======== Dataset entries

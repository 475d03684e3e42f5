use std::time::Duration;

use serde::{Deserialize, Serialize};
use url::Url;

use crate::types::secret::Secret;

/// Connection settings for the Redis-backed state store. Absent entirely
/// when `CACHE_REDIS_URL` isn't set, in which case the process starts in
/// fallback mode with an in-memory store.
#[derive(Debug, Clone, Deserialize, Serialize)]
pub struct RedisConfig {
    pub url: Secret<Url>,
    #[serde(with = "humantime_duration", default = "default_connection_timeout")]
    pub connection_timeout: Duration,
}

fn default_connection_timeout() -> Duration {
    Duration::from_secs(5)
}

mod humantime_duration {
    use std::time::Duration;

    use serde::{Deserializer, Serializer};

    pub fn serialize<S: Serializer>(
        value: &Duration,
        serializer: S,
    ) -> Result<S::Ok, S::Error> {
        serializer.serialize_u64(value.as_secs())
    }

    pub fn deserialize<'de, D: Deserializer<'de>>(
        deserializer: D,
    ) -> Result<Duration, D::Error> {
        let secs = u64::deserialize(deserializer)?;
        Ok(Duration::from_secs(secs))
    }
}
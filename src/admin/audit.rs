use std::net::IpAddr;

use http::HeaderMap;

/// Who/where an admin action came from, threaded through to the audit log
/// line. `identity` is never the raw bearer token — only its fingerprint,
/// computed once by [`crate::middleware::admin::require_admin`].
#[derive(Debug, Clone)]
pub struct Context {
    pub identity: String,
    pub ip: IpAddr,
    pub request_id: Option<String>,
}

impl Context {
    pub fn from_parts(identity: &str, ip: IpAddr, headers: &HeaderMap) -> Self {
        Self {
            identity: identity.to_string(),
            ip,
            request_id: headers
                .get("x-request-id")
                .and_then(|v| v.to_str().ok())
                .map(str::to_string),
        }
    }
}

/// Emits exactly one structured audit line per admin action. Success logs
/// at `info`, failure at `warn`; neither ever carries the raw bearer token
/// or a raw API key — only fingerprints and record identifiers.
pub fn log(event: &str, action: &str, ok: bool, ctx: &Context, fields: serde_json::Value) {
    let result = if ok { "ok" } else { "error" };
    if ok {
        tracing::info!(
            event,
            action,
            result,
            admin_identity = %ctx.identity,
            ip = %ctx.ip,
            request_id = ctx.request_id.as_deref().unwrap_or_default(),
            fields = %fields,
            "admin action",
        );
    } else {
        tracing::warn!(
            event,
            action,
            result,
            admin_identity = %ctx.identity,
            ip = %ctx.ip,
            request_id = ctx.request_id.as_deref().unwrap_or_default(),
            fields = %fields,
            "admin action",
        );
    }
}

================

Write out exactly the lines from the one with "let result = if" through the end of the records above, both ends included, and leave out all other lines.

    let result = if ok { "ok" } else { "error" };
    if ok {
        tracing::info!(
            event,
            action,
            result,
            admin_identity = %ctx.identity,
            ip = %ctx.ip,
            request_id = ctx.request_id.as_deref().unwrap_or_default(),
            fields = %fields,
            "admin action",
        );
    } else {
        tracing::warn!(
            event,
            action,
            result,
            admin_identity = %ctx.identity,
            ip = %ctx.ip,
            request_id = ctx.request_id.as_deref().unwrap_or_default(),
            fields = %fields,
            "admin action",
        );
    }
}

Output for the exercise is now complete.